» **Exercise requirements**: Look over the material for the string "info". Copy every line where it turns up.

BEGIN

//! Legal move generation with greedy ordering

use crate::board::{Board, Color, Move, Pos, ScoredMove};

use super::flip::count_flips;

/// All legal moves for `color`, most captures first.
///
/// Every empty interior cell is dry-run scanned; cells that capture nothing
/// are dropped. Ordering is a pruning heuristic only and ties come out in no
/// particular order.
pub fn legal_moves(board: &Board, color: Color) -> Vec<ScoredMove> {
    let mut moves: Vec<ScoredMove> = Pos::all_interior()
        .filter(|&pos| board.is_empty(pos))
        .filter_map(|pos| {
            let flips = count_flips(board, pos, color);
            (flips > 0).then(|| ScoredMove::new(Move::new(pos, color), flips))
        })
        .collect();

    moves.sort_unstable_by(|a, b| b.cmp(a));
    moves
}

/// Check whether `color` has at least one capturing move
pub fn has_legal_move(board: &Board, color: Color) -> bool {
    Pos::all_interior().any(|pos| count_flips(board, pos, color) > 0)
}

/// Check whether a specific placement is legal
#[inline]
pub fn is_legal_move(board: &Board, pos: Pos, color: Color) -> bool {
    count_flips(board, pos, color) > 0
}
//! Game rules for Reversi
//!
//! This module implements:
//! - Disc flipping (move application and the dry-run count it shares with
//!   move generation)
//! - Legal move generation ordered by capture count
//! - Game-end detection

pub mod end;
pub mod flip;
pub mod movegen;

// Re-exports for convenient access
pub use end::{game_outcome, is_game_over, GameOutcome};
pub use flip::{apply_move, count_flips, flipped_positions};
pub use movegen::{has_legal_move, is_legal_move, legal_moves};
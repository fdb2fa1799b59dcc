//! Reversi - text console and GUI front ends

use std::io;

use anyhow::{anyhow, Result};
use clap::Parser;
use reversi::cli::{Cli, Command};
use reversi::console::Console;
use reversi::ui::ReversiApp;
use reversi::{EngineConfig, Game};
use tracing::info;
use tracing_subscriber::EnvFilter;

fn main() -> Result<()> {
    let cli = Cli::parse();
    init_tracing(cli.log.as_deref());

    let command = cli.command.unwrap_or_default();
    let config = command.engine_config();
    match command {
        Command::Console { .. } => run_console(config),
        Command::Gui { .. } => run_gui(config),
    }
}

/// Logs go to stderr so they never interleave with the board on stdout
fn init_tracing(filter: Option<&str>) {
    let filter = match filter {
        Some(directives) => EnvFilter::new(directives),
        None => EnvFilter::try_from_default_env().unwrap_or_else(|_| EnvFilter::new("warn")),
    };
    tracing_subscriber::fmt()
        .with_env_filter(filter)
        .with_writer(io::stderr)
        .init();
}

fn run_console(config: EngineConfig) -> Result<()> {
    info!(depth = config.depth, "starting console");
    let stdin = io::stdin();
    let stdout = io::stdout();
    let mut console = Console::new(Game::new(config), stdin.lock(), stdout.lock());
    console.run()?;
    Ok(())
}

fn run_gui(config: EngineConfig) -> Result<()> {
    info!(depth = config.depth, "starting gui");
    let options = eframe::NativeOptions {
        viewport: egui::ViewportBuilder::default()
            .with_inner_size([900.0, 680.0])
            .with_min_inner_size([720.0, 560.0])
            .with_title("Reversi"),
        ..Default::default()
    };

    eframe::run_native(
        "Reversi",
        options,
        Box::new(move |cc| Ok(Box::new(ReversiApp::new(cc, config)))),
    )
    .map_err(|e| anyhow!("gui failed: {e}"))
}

END
BEGIN

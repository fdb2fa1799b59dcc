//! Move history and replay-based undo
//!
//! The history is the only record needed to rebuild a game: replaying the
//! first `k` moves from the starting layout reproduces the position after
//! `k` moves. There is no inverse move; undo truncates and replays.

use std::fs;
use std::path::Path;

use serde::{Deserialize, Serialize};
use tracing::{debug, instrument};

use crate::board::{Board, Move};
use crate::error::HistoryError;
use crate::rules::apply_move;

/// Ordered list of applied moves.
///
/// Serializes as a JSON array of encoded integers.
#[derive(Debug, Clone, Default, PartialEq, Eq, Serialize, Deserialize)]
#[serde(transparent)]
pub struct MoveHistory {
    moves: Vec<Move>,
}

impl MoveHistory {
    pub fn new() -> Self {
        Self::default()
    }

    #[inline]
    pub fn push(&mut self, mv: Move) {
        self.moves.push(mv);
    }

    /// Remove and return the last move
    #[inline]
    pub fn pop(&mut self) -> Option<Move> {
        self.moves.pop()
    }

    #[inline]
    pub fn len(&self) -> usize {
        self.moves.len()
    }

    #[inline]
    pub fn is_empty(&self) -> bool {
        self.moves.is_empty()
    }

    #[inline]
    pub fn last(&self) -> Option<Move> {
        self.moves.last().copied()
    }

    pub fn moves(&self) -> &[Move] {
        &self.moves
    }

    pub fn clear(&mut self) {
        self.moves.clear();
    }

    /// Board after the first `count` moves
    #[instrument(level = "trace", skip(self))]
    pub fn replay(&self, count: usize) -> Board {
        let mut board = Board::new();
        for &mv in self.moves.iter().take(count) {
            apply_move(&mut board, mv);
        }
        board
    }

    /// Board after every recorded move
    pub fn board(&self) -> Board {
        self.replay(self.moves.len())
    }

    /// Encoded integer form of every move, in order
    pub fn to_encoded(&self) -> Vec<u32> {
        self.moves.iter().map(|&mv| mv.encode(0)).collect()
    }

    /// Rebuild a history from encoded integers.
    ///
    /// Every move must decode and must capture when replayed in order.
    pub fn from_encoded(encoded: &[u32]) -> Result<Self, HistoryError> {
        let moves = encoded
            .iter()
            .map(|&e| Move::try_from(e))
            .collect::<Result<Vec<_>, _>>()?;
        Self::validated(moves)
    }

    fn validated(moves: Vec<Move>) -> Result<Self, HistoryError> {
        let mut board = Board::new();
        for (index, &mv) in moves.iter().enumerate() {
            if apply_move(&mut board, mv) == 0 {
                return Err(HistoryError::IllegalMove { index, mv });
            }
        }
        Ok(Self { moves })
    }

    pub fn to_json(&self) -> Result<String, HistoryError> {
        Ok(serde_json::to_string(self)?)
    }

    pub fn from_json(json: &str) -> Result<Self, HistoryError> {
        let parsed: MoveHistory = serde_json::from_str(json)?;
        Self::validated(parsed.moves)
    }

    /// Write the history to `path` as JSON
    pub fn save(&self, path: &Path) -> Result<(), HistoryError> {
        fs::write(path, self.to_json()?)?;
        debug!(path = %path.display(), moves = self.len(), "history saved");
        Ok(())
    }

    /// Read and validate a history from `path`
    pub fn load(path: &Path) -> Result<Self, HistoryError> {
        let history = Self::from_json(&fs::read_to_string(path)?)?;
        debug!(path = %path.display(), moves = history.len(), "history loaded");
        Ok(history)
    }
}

END

» **Answer space**:
use tracing::info;
    info!(depth = config.depth, "starting console");
    info!(depth = config.depth, "starting gui");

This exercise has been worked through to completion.